Brompton, the UK’s largest domestic bicycle manufacturer, is expanding its business and workforce as it eyes the EU market following the COVID-19 pandemic fueling demand.
"Now is the time to increase investment in our staff and production facilities as we expand our vision globally,” said Will Butler-Adams, chief executive, in a statement to Yahoo Finance.
“We aim to increase our workforce by 20% this year, equating to around 100 new staff members to support our expansion in Germany, the US and key Asian markets alongside our continued growth in the UK. The immediate future is bright for cycling... with more people riding bikes, and cities becoming healthier, happier places."
Among the roles the business is currently hiring for include an EU Brexit freight leader, who would deal with organising shipments out of the factory across the world, ensuring costs and documentation are accounted for. The company had previously faced supply and delivery issues related to Brexit, including disruption to exports between Dover and Calais.
Brompton said it was selling 59,000 bikes in the last financial year out of its Greenford, London factory, an increase of 10,000 from the year prior. In its latest filing for the year ended 31 March 2020, the business saw turnover increase by 34% from the previous year to £57m ($79.25m), compared with £42.5m in 2019. Brompton’s gross margin also continued to improve, reaching 49.7% for the year, compared with 48.9% the previous year.

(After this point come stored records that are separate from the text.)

impl Stmt {
    /// Variables assigned anywhere inside the statement that are visible
    /// outside it.  Operation calls contribute whatever call_writes reports
    /// for the called operation.
    pub fn updates(
        &self,
        call_writes: &dyn Fn(&str) -> Vec<(String, Type)>,
    ) -> BTreeMap<String, Type> {
        let mut result = BTreeMap::new();
        self.updates_into(call_writes, &BTreeSet::new(), &mut result);
        result
    }

    fn updates_into(
        &self,
        call_writes: &dyn Fn(&str) -> Vec<(String, Type)>,
        local: &BTreeSet<String>,
        result: &mut BTreeMap<String, Type>,
    ) {
        match self {
            Stmt::Skip(_) | Stmt::Return(_, _, _) => {}
            Stmt::Assignment(_, d, _, _) => {
                let (name, ty) = d.base();
                if !local.contains(&name) {
                    result.insert(name, ty);
                }
            }
            Stmt::Block(_, dcls, stmts) => {
                let inner = bind_all(local, dcls.iter().map(|d| d.name.clone()).collect());
                for s in stmts.iter() {
                    s.updates_into(call_writes, &inner, result);
                }
            }
            Stmt::If(_, _, t, elseifs, e) => {
                t.updates_into(call_writes, local, result);
                for (_, s) in elseifs.iter() {
                    s.updates_into(call_writes, local, result);
                }
                if let Some(e) = e {
                    e.updates_into(call_writes, local, result);
                }
            }
            Stmt::Cases(c) => {
                for (p, s) in c.alternatives.iter() {
                    s.updates_into(call_writes, &bind_all(local, p.variables()), result);
                }
                if let Some(o) = &c.others {
                    o.updates_into(call_writes, local, result);
                }
            }
            Stmt::ForIndex(f) => {
                let inner = bind_all(local, vec![f.var.clone()]);
                f.body.updates_into(call_writes, &inner, result);
            }
            Stmt::While(_, _, _, body) => body.updates_into(call_writes, local, result),
            Stmt::Call(c) => {
                for (name, ty) in call_writes(&c.name).into_iter() {
                    if !local.contains(&name) {
                        result.insert(name, ty);
                    }
                }
            }
            Stmt::NonDeterministic(_, stmts) => {
                for s in stmts.iter() {
                    s.updates_into(call_writes, local, result);
                }
            }
            Stmt::Let(_, defs, body) => {
                let mut inner = local.clone();
                for d in defs.iter() {
                    inner = bind_all(&inner, d.pattern.variables());
                }
                body.updates_into(call_writes, &inner, result);
            }
        }
    }

    /// Statements nested directly inside this one.
    pub fn children(&self) -> Vec<Rc<Stmt>> {
        match self {
            Stmt::Skip(_)
            | Stmt::Assignment(_, _, _, _)
            | Stmt::Call(_)
            | Stmt::Return(_, _, _) => vec![],
            Stmt::Block(_, _, stmts) | Stmt::NonDeterministic(_, stmts) => stmts.clone(),
            Stmt::If(_, _, t, elseifs, e) => {
                let mut result = vec![t.clone()];
                result.extend(elseifs.iter().map(|(_, s)| s.clone()));
                result.extend(e.iter().cloned());
                result
            }
            Stmt::Cases(c) => {
                let mut result: Vec<Rc<Stmt>> =
                    c.alternatives.iter().map(|(_, s)| s.clone()).collect();
                result.extend(c.others.iter().cloned());
                result
            }
            Stmt::ForIndex(f) => vec![f.body.clone()],
            Stmt::While(_, _, _, body) | Stmt::Let(_, _, body) => vec![body.clone()],
        }
    }

    /// Variables read anywhere inside the statement.
    pub fn all_reads(&self) -> BTreeSet<String> {
        let mut result = self.reads();
        for c in self.children().iter() {
            result.append(&mut c.all_reads());
        }
        result
    }

    /// Variables read by the statement itself, not counting the statements
    /// nested inside it.
    pub fn reads(&self) -> BTreeSet<String> {
        let mut result = BTreeSet::new();
        match self {
            Stmt::Skip(_) | Stmt::NonDeterministic(_, _) => {}
            Stmt::Assignment(_, d, v, _) => {
                result.append(&mut v.variables());
                if !matches!(d, StateDesignator::Identifier(_, _, _)) {
                    result.append(&mut d.variables());
                }
            }
            Stmt::Block(_, dcls, _) => {
                for d in dcls.iter() {
                    if let Some(i) = &d.init {
                        result.append(&mut i.variables());
                    }
                }
            }
            Stmt::If(_, c, _, elseifs, _) => {
                result.append(&mut c.variables());
                for (ec, _) in elseifs.iter() {
                    result.append(&mut ec.variables());
                }
            }
            Stmt::Cases(c) => result.append(&mut c.subject.variables()),
            Stmt::ForIndex(f) => {
                result.append(&mut f.from.variables());
                result.append(&mut f.to.variables());
                if let Some(by) = &f.by {
                    result.append(&mut by.variables());
                }
            }
            Stmt::While(_, c, _, _) => result.append(&mut c.variables()),
            Stmt::Call(c) => {
                for a in c.args.iter() {
                    result.append(&mut a.variables());
                }
            }
            Stmt::Return(_, e, _) => {
                if let Some(e) = e {
                    result.append(&mut e.variables());
                }
            }
            Stmt::Let(_, defs, _) => {
                for d in defs.iter() {
                    result.append(&mut d.value.variables());
                }
            }
        }
        result
    }
}
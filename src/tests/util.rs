use std::rc::Rc;

use crate::compiler::environment::{DiagnosticSink, Diagnostics, ModuleEnvironment};
use crate::compiler::ops::{BinaryOp, UnaryOp};
use crate::compiler::pog::context::POContextStack;
use crate::compiler::pog::driver::{generate, CancelToken, DefaultPogOpts, PogOpts, PogResult};
use crate::compiler::pog::expression::expression_obligations;
use crate::compiler::pog::obligation::ProofObligationList;
use crate::compiler::pog::state::POGState;
use crate::compiler::pog::statement::statement_obligations;
use crate::compiler::pog::PogErr;
use crate::compiler::srcloc::Srcloc;
use crate::compiler::typedtree::{
    ApplyData, BinaryData, Definition, Expr, ForIndexData, FunctionData, Literal, Module,
    ModuleKind, OperationData, Pattern, StateDesignator, Stmt,
};
use crate::compiler::types::Type;

pub fn loc(line: usize, col: usize) -> Srcloc {
    Srcloc::start("test.vdm").at(line, col)
}

pub fn int(n: i64) -> Rc<Expr> {
    Rc::new(Expr::Literal(loc(1, 1), Literal::Int(n.into())))
}

pub fn boolean(b: bool) -> Rc<Expr> {
    Rc::new(Expr::Literal(loc(1, 1), Literal::Bool(b)))
}

pub fn var(name: &str, ty: Type) -> Rc<Expr> {
    Rc::new(Expr::variable(&loc(1, 1), name, ty))
}

pub fn nat(name: &str) -> Rc<Expr> {
    var(name, Type::Nat)
}

pub fn binop(op: BinaryOp, left: Rc<Expr>, ltype: Type, right: Rc<Expr>, rtype: Type) -> Rc<Expr> {
    Rc::new(Expr::Binary(BinaryData {
        loc: loc(1, 1),
        op,
        left,
        right,
        ltype,
        rtype,
    }))
}

/// A binary expression between two naturals.
pub fn natop(op: BinaryOp, left: Rc<Expr>, right: Rc<Expr>) -> Rc<Expr> {
    binop(op, left, Type::Nat, right, Type::Nat)
}

pub fn unop(op: UnaryOp, arg: Rc<Expr>, ty: Type) -> Rc<Expr> {
    Rc::new(Expr::Unary(loc(1, 1), op, arg, ty))
}

pub fn call(name: &str, fn_type: Type, args: Vec<Rc<Expr>>, arg_types: Vec<Type>) -> Rc<Expr> {
    Rc::new(Expr::Apply(ApplyData {
        loc: loc(1, 1),
        root: var(name, fn_type.clone()),
        args,
        root_type: fn_type,
        arg_types,
        cycles: vec![],
    }))
}

pub fn maplet_map(k: i64, v: i64) -> Rc<Expr> {
    Rc::new(Expr::MapEnum(loc(1, 1), vec![(int(k), int(v))]))
}

pub fn assign_at(line: usize, name: &str, ty: Type, value: Rc<Expr>, value_type: Type) -> Rc<Stmt> {
    Rc::new(Stmt::Assignment(
        loc(line, 5),
        StateDesignator::Identifier(loc(line, 5), name.to_string(), ty),
        value,
        value_type,
    ))
}

pub fn assign(name: &str, value: Rc<Expr>) -> Rc<Stmt> {
    assign_at(1, name, Type::Nat, value, Type::Nat)
}

pub fn block(stmts: Vec<Rc<Stmt>>) -> Rc<Stmt> {
    Rc::new(Stmt::Block(loc(1, 1), vec![], stmts))
}

pub fn skip() -> Rc<Stmt> {
    Rc::new(Stmt::Skip(loc(1, 1)))
}

pub fn for_loop(line: usize, var: &str, from: i64, to: i64, invariant: Option<Rc<Expr>>, body: Rc<Stmt>) -> Rc<Stmt> {
    Rc::new(Stmt::ForIndex(ForIndexData {
        loc: loc(line, 3),
        var: var.to_string(),
        from: int(from),
        to: int(to),
        by: None,
        invariant,
        body,
    }))
}

pub fn operation(
    name: &str,
    result: Type,
    body: Rc<Stmt>,
    pre: Option<Rc<Expr>>,
    post: Option<Rc<Expr>>,
    writes: Vec<(String, Type)>,
) -> Rc<Definition> {
    Rc::new(Definition::ExplicitOperation(OperationData {
        loc: loc(1, 1),
        name: name.to_string(),
        op_type: Type::Operation {
            params: vec![],
            result: Rc::new(result),
        },
        params: vec![],
        body,
        pre,
        post,
        writes,
    }))
}

/// fn(params) == body, with one natural parameter per name.
pub fn function(name: &str, params: &[&str], result: Type, body: Rc<Expr>, body_type: Type) -> FunctionData {
    FunctionData {
        loc: loc(1, 1),
        name: name.to_string(),
        type_params: vec![],
        fn_type: Type::total_function(params.iter().map(|_| Type::Nat).collect(), result),
        params: params.iter().map(|p| Pattern::identifier(&loc(1, 1), p)).collect(),
        body,
        body_type,
        pre: None,
        post: None,
        measure: None,
        recursive: false,
    }
}

pub fn module(definitions: Vec<Rc<Definition>>) -> Module {
    Module {
        loc: loc(1, 1),
        name: "M".to_string(),
        kind: ModuleKind::Module,
        definitions,
    }
}

pub fn opts() -> Rc<dyn PogOpts> {
    Rc::new(DefaultPogOpts::new("test.vdm"))
}

pub fn environment(m: &Module) -> (ModuleEnvironment, Rc<Diagnostics>) {
    let diagnostics = Rc::new(Diagnostics::new());
    let sink: Rc<dyn DiagnosticSink> = diagnostics.clone();
    (ModuleEnvironment::new(m, sink), diagnostics)
}

pub fn run_module_with(opts: Rc<dyn PogOpts>, definitions: Vec<Rc<Definition>>) -> (Result<PogResult, PogErr>, Rc<Diagnostics>) {
    let m = module(definitions);
    let (env, diagnostics) = environment(&m);
    (generate(opts, &env, &m, &CancelToken::new()), diagnostics)
}

pub fn run_module(definitions: Vec<Rc<Definition>>) -> ProofObligationList {
    match run_module_with(opts(), definitions).0 {
        Ok(r) => r.obligations,
        Err(e) => panic!("generation failed: {}", e),
    }
}

/// Obligations of one expression against a module holding the definitions.
pub fn expression_pos(definitions: Vec<Rc<Definition>>, e: &Rc<Expr>) -> ProofObligationList {
    let m = module(definitions);
    let (env, _) = environment(&m);
    let state = POGState::new(opts(), "test");
    expression_obligations(&env, &state, &POContextStack::new(), e).expect("generates")
}

/// Obligations of one statement, with the stack it leaves behind.
pub fn statement_pos_with(
    opts: Rc<dyn PogOpts>,
    definitions: Vec<Rc<Definition>>,
    s: &Rc<Stmt>,
) -> Result<(ProofObligationList, POContextStack), PogErr> {
    let m = module(definitions);
    let (env, _) = environment(&m);
    let mut state = POGState::new(opts, "test");
    let mut ctxt = POContextStack::new();
    let found = statement_obligations(&env, &mut state, &mut ctxt, s)?;
    Ok((found, ctxt))
}

pub fn statement_pos(s: &Rc<Stmt>) -> ProofObligationList {
    statement_pos_with(opts(), vec![], s).expect("generates").0
}

pub fn formulas(pos: &ProofObligationList) -> Vec<String> {
    pos.iter().map(|po| po.formula.clone()).collect()
}
use std::cell::RefCell;
use std::rc::Rc;

use linked_hash_map::LinkedHashMap;

use crate::compiler::srcloc::Srcloc;
use crate::compiler::typedtree::{Definition, Module, ModuleKind, OperationData};
use crate::compiler::types::Type;

#[derive(Clone, Copy, Debug, PartialEq, Eq)]
pub enum Severity {
    Warning,
    Error,
}

#[derive(Clone, Debug, PartialEq, Eq)]
pub struct Diagnostic {
    pub severity: Severity,
    pub loc: Srcloc,
    pub message: String,
}

/// Receives warnings raised while obligations are generated.
pub trait DiagnosticSink {
    fn report(&self, diagnostic: Diagnostic);

    fn warning(&self, loc: &Srcloc, message: &str) {
        self.report(Diagnostic {
            severity: Severity::Warning,
            loc: loc.clone(),
            message: message.to_string(),
        });
    }
}

/// A sink that collects everything it is given.
#[derive(Default, Debug)]
pub struct Diagnostics {
    entries: RefCell<Vec<Diagnostic>>,
}

impl Diagnostics {
    pub fn new() -> Self {
        Diagnostics::default()
    }

    pub fn entries(&self) -> Vec<Diagnostic> {
        self.entries.borrow().clone()
    }
}

impl DiagnosticSink for Diagnostics {
    fn report(&self, diagnostic: Diagnostic) {
        log::debug!("diagnostic {}: {}", diagnostic.loc, diagnostic.message);
        self.entries.borrow_mut().push(diagnostic);
    }
}

/// Read-only view of the type checked program around the definition being
/// analysed.
pub trait Environment {
    fn find_name(&self, name: &str) -> Option<Rc<Definition>>;
    fn state_definition(&self) -> Option<Rc<Definition>>;
    fn enclosing_class(&self) -> Option<String>;
    fn is_class(&self, name: &str) -> bool;
    fn diagnostics(&self) -> Rc<dyn DiagnosticSink>;

    fn is_record(&self, ty: &Type) -> bool {
        ty.is_record()
    }
    fn is_map(&self, ty: &Type) -> bool {
        ty.is_map()
    }
    fn is_function(&self, ty: &Type) -> bool {
        ty.is_function()
    }
    fn is_class_type(&self, ty: &Type) -> bool {
        match ty {
            Type::Named { name, .. } => self.is_class(name),
            _ => false,
        }
    }

    /// The operation called by name, if there is one.
    fn find_operation(&self, name: &str) -> Option<OperationData> {
        match self.find_name(name).as_ref().map(|d| d.as_ref()) {
            Some(Definition::ExplicitOperation(o)) => Some(o.clone()),
            _ => None,
        }
    }
}

/// The environment of one module or class: every definition it contains,
/// in declaration order.
#[derive(Derivative, Clone)]
#[derivative(Debug)]
pub struct ModuleEnvironment {
    pub name: String,
    pub kind: ModuleKind,
    pub definitions: LinkedHashMap<String, Rc<Definition>>,
    #[derivative(Debug = "ignore")]
    sink: Rc<dyn DiagnosticSink>,
}

impl ModuleEnvironment {
    pub fn new(module: &Module, sink: Rc<dyn DiagnosticSink>) -> Self {
        let mut definitions = LinkedHashMap::new();
        for d in module.definitions.iter() {
            definitions.insert(d.name(), d.clone());
        }
        ModuleEnvironment {
            name: module.name.clone(),
            kind: module.kind,
            definitions,
            sink,
        }
    }
}

impl Environment for ModuleEnvironment {
    fn find_name(&self, name: &str) -> Option<Rc<Definition>> {
        self.definitions.get(name).cloned()
    }

    fn state_definition(&self) -> Option<Rc<Definition>> {
        self.definitions
            .values()
            .find(|d| matches!(d.as_ref(), Definition::State(_)))
            .cloned()
    }

    fn enclosing_class(&self) -> Option<String> {
        if self.kind == ModuleKind::Class {
            Some(self.name.clone())
        } else {
            None
        }
    }

    fn is_class(&self, name: &str) -> bool {
        self.kind == ModuleKind::Class && self.name == name
    }

    fn diagnostics(&self) -> Rc<dyn DiagnosticSink> {
        self.sink.clone()
    }
}
use std::collections::{BTreeMap, BTreeSet};
use std::rc::Rc;

use serde::Serialize;

use crate::compiler::ops::BinaryOp;
use crate::compiler::pog::formula::{binder_lines, Binder, FBind, Formula};
use crate::compiler::srcloc::Srcloc;
use crate::compiler::typedtree::{Expr, Quantifier};
use crate::compiler::types::Type;

/// A statement whose effect on some variables depends on evaluation order.
#[derive(Clone, Debug, PartialEq, Eq, Serialize)]
pub struct AmbiguityData {
    pub description: String,
    pub vars: Vec<(String, Type)>,
    pub loc: Srcloc,
}

impl AmbiguityData {
    pub fn names(&self) -> BTreeSet<String> {
        self.vars.iter().map(|(n, _)| n.clone()).collect()
    }
}

pub fn names_text<'a, I: Iterator<Item = &'a String>>(names: I) -> String {
    format!("{{{}}}", names.cloned().collect::<Vec<String>>().join(", "))
}

/// One frame of the logical context in front of an obligation.
#[derive(Clone, Debug, PartialEq, Eq, Serialize)]
pub enum POContext {
    Scope,
    ForAllRange {
        var: String,
        from: Rc<Expr>,
        to: Rc<Expr>,
        by: Option<Rc<Expr>>,
    },
    Quantified {
        quantifier: Quantifier,
        binds: Vec<FBind>,
    },
    Let {
        pattern: String,
        value: Rc<Formula>,
        update: bool,
    },
    Implies {
        antecedent: Rc<Formula>,
    },
    ResolvedAmbiguity {
        vars: BTreeSet<String>,
        loc: Srcloc,
    },
    AmbiguousUpdate(AmbiguityData),
    /// Variables whose values are unknown from here on.
    Havoc {
        note: Option<String>,
        vars: Vec<(String, Type)>,
    },
    Return {
        result: Rc<Formula>,
    },
    AltBranch {
        choice: usize,
        index: usize,
        guard: Rc<Formula>,
        frames: Vec<Rc<POContext>>,
    },
}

“We’ve been in a period since lockdown [in April] where we cannot supply the demand,” said Butler-Adams to the Financial Times.
Now that a Brexit deal has been brokered, the business is looking to increase sales in Europe, including Germany and France. America is also a target market.
China is already Brompton’s second-largest market.
The business quickly adapted during the COVID-19 pandemic by becoming an e-commerce vendor that directly sold to consumers.
The process took a matter of months rather than the usual two years for such businesses, said Butler-Adams to the FT.